Holy Day

Prim in my proper dress, I sat
seventh period, red-lining Latin roots:

amo-amiable, rex-regalia. The November sun
blanched the library’s tomes as Lincolnesque

Mr. Stollmeyer listed in, pale as parchment.
The president has been shot, he said.

We fingered our mouths as if testing
for breath How will we tell our students?

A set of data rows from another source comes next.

impl PositionManager {
    #[must_use]
    pub fn new(
        rx: mpsc::Receiver<TraderCommand>,
        gateway: Arc<dyn ExchangeGateway>,
        ledger: Ledger,
        notifier: Arc<dyn Notifier>,
        capacity: usize,
    ) -> Self {
        Self {
            rx,
            gateway,
            ledger,
            notifier,
            capacity,
            last_error: None,
        }
    }

    /// Processes commands until `Shutdown` or all handles drop.
    pub async fn run(mut self) {
        while let Some(command) = self.rx.recv().await {
            match command {
                TraderCommand::TryOpen { request, reply } => {
                    let outcome = self.try_open(request).await;
                    let _ = reply.send(outcome);
                }
                TraderCommand::SyncExits { marks, reply } => {
                    let closed = self.sync_exits(marks).await;
                    let _ = reply.send(closed);
                }
                TraderCommand::StopAll { reply } => {
                    let closed = self.stop_all().await;
                    let _ = reply.send(closed);
                }
                TraderCommand::Snapshot { reply } => {
                    let _ = reply.send(self.snapshot().await);
                }
                TraderCommand::Shutdown => {
                    tracing::info!("position manager shutting down");
                    break;
                }
            }
        }
    }

    async fn try_open(&mut self, request: OpenRequest) -> OpenOutcome {
        let symbol = request.decision.symbol.clone();
        let plan = request.plan;

        let open_count = match self.ledger.open_count().await {
            Ok(count) => count,
            Err(e) => return self.record_rejection(&symbol, format!("ledger: {e}")),
        };
        if open_count >= self.capacity {
            tracing::info!(%symbol, open_count, capacity = self.capacity, "at capacity, not opening");
            return OpenOutcome::AtCapacity;
        }

        match self.ledger.open_position_for(&symbol).await {
            Ok(Some(_)) => return OpenOutcome::AlreadyOpen,
            Ok(None) => {}
            Err(e) => return self.record_rejection(&symbol, format!("ledger: {e}")),
        }

        let fill = match self
            .gateway
            .place_order(&symbol, plan.side, plan.quantity)
            .await
        {
            Ok(fill) => fill,
            Err(GatewayError::Rejected(reason)) => {
                return self.record_rejection(&symbol, reason);
            }
            Err(e) => return self.record_rejection(&symbol, e.to_string()),
        };

        let position = Position {
            id: Uuid::new_v4(),
            symbol: symbol.clone(),
            side: plan.side,
            entry_price: fill.price,
            quantity: fill.quantity,
            stop_loss: plan.stop_loss,
            take_profit: plan.take_profit,
            stars: request.decision.stars,
            opened_at: Utc::now(),
            closed_at: None,
            exit_price: None,
            close_reason: None,
            realized_pnl: None,
            status: PositionStatus::Open,
        };

        if let Err(e) = self.ledger.insert_open(&position).await {
            // The order filled but the book has no record of it. Unwind
            // at market so the exchange and the ledger stay consistent.
            tracing::error!(%symbol, error = %e, "ledger insert failed, unwinding fill");
            if let Err(unwind) = self
                .gateway
                .close_position(&symbol, position.side, position.quantity)
                .await
            {
                tracing::error!(%symbol, error = %unwind, "unwind failed, manual intervention needed");
            }
            return self.record_rejection(&symbol, format!("ledger: {e}"));
        }

        tracing::info!(
            %symbol,
            side = position.side.as_str(),
            price = %position.entry_price,
            quantity = %position.quantity,
            stars = position.stars,
            "position opened"
        );
        self.send_notification(&Notification::PositionOpened {
            position: position.clone(),
            decision: request.decision,
            reward_risk: plan.reward_risk,
        })
        .await;

        OpenOutcome::Opened(position)
    }

    /// Re-validates marks against protective levels and closes on first
    /// touch. The stop is checked before the target, so a candle wide
    /// enough to touch both resolves as a stop-out.
    async fn sync_exits(&mut self, marks: Vec<(Uuid, Decimal)>) -> usize {
        let open = match self.ledger.open_positions().await {
            Ok(open) => open,
            Err(e) => {
                self.last_error = Some(format!("ledger: {e}"));
                return 0;
            }
        };

        let mut closed = 0;
        for (id, mark) in marks {
            let Some(position) = open.iter().find(|p| p.id == id) else {
                continue;
            };

            let stop_hit = match position.side {
                Side::Long => mark <= position.stop_loss,
                Side::Short => mark >= position.stop_loss,
            };
            let target_hit = match position.side {
                Side::Long => mark >= position.take_profit,
                Side::Short => mark <= position.take_profit,
            };

            let reason = if stop_hit {
                CloseReason::StopLoss
            } else if target_hit {
                CloseReason::TakeProfit
            } else {
                continue;
            };

            if self.close_position(position, reason).await {
                closed += 1;
            }
        }
        closed
    }

    /// Closes the whole book at market. Safe to call repeatedly: a second
    /// invocation finds nothing open and closes nothing.
    async fn stop_all(&mut self) -> usize {
        let open = match self.ledger.open_positions().await {
            Ok(open) => open,
            Err(e) => {
                self.last_error = Some(format!("ledger: {e}"));
                return 0;
            }
        };

        let mut closed = 0;
        for position in &open {
            if self.close_position(position, CloseReason::ManualStop).await {
                closed += 1;
            }
        }
        tracing::info!(closed, "manual stop completed");
        closed
    }

    /// One position's close path: exchange first, then ledger, then
    /// notification. A failed exchange close leaves the row open so the
    /// next tick retries it.
    async fn close_position(&mut self, position: &Position, reason: CloseReason) -> bool {
        let fill = match self
            .gateway
            .close_position(&position.symbol, position.side, position.quantity)
            .await
        {
            Ok(fill) => fill,
            Err(e) => {
                tracing::warn!(symbol = %position.symbol, error = %e, "close failed, will retry");
                self.last_error = Some(format!("close {}: {e}", position.symbol));
                return false;
            }
        };

        let pnl = realized_pnl(position.side, position.entry_price, fill.price, position.quantity);
        let closed_at = Utc::now();
        match self
            .ledger
            .mark_closed(position.id, fill.price, reason, closed_at, pnl)
            .await
        {
            Ok(true) => {}
            Ok(false) => {
                tracing::warn!(symbol = %position.symbol, "position already closed in ledger");
                return false;
            }
            Err(e) => {
                tracing::error!(symbol = %position.symbol, error = %e, "ledger close failed");
                self.last_error = Some(format!("ledger: {e}"));
                return false;
            }
        }

        tracing::info!(
            symbol = %position.symbol,
            reason = reason.as_str(),
            exit = %fill.price,
            pnl = %pnl,
            "position closed"
        );

        let mut closed = position.clone();
        closed.status = PositionStatus::Closed;
        closed.closed_at = Some(closed_at);
        closed.exit_price = Some(fill.price);
        closed.close_reason = Some(reason);
        closed.realized_pnl = Some(pnl);
        self.send_notification(&Notification::PositionClosed { position: closed })
            .await;
        true
    }

    async fn snapshot(&self) -> TraderStatus {
        let open_positions = self.ledger.open_positions().await.unwrap_or_default();
        TraderStatus {
            open_count: open_positions.len(),
            open_positions,
            capacity: self.capacity,
            last_error: self.last_error.clone(),
        }
    }

    fn record_rejection(&mut self, symbol: &str, reason: String) -> OpenOutcome {
        tracing::warn!(%symbol, %reason, "open rejected");
        self.last_error = Some(reason.clone());
        OpenOutcome::Rejected(reason)
    }

    async fn send_notification(&self, notification: &Notification) {
        if let Err(e) = self.notifier.notify(notification).await {
            tracing::warn!(error = %e, "notification failed");
        }
    }
}
use crate::server::ApiState;
use axum::{extract::State, http::StatusCode, Json};
use chrono::Utc;
use quorum_ledger::TradeStats;
use quorum_trader::TraderStatus;
use serde::Serialize;
use std::sync::Arc;

#[derive(Serialize)]
pub struct StopAllResponse {
    pub closed: usize,
}

#[derive(Serialize)]
pub struct ReportResponse {
    pub date: chrono::NaiveDate,
    pub today: TradeStats,
    pub all_time: TradeStats,
}

/// Current book: open positions, capacity, last error.
///
/// # Errors
/// Returns `StatusCode::SERVICE_UNAVAILABLE` if the manager has shut down.
pub async fn get_status(
    State(state): State<Arc<ApiState>>,
) -> Result<Json<TraderStatus>, StatusCode> {
    let status = state
        .handle
        .snapshot()
        .await
        .map_err(|_| StatusCode::SERVICE_UNAVAILABLE)?;
    Ok(Json(status))
}

/// Emergency stop: closes every open position at market. Idempotent;
/// a second call reports zero closed.
///
/// # Errors
/// Returns `StatusCode::SERVICE_UNAVAILABLE` if the manager has shut down.
pub async fn stop_all(
    State(state): State<Arc<ApiState>>,
) -> Result<Json<StopAllResponse>, StatusCode> {
    tracing::warn!("manual stop requested via API");
    let closed = state
        .handle
        .stop_all()
        .await
        .map_err(|_| StatusCode::SERVICE_UNAVAILABLE)?;
    Ok(Json(StopAllResponse { closed }))
}

/// On-demand performance report for today plus all time.
///
/// # Errors
/// Returns `StatusCode::INTERNAL_SERVER_ERROR` if the ledger query fails.
pub async fn get_report(
    State(state): State<Arc<ApiState>>,
) -> Result<Json<ReportResponse>, StatusCode> {
    let date = Utc::now().date_naive();
    let today = state
        .ledger
        .daily_stats(date)
        .await
        .map_err(|_| StatusCode::INTERNAL_SERVER_ERROR)?;
    let all_time = state
        .ledger
        .all_time_stats()
        .await
        .map_err(|_| StatusCode::INTERNAL_SERVER_ERROR)?;

    Ok(Json(ReportResponse {
        date,
        today,
        all_time,
    }))
}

It was the feast of St. Cecelia, patroness
of music,  pewter harp in hand. Forced

to marry, she remained a virgin, converted
Valerian. Unwilling to worship Roman idols

she was thrown into a vat of boiling oil
for burying bodies of believers rather than

let the vultures peck out their souls
dice their livers like dreck. Unlike Jack,

she escaped unscathed, sweet notes floating
from her throat like swallows. I wonder if

the witty, handsome Jack could sing, recite
his Latin declensions, say his evening prayers. Once,

playing chicken, he cycled headlong into his brother
Joe, flew into the air, floated-until the whoosh,

the blow to the head, sharp, surprising and painful.
Relax, he told himself, twenty-eight stitches woven

into his shock of wheat-colored hair. Too late for stitches
now.  His father told him he had the goodsMy mother

always said, No good comes to those who warm their hearth
by peddlin’ poteen. 
The siren of the fire engine

roaring by muffled the message on the loudspeaker.

Liz Dolan

Liz Dolan’s poetry manuscript, A Secret of Long Life, nominated for both the Robert McGovern Prize, Ashville University, and a Pushcart has been published by Cave Moon Press. Her first poetry collection, They Abide, was published by March Street. An eight-time Pushcart nominee and winner of Best of the Web, she was a finalist for Best of the Net 2014. She won The Nassau Prize for Nonfiction, 2011 and the same prize for fiction, 2015. She has received fellowships from the Delaware Division of the Arts, The Atlantic Center for the Arts, and Martha’s Vineyard.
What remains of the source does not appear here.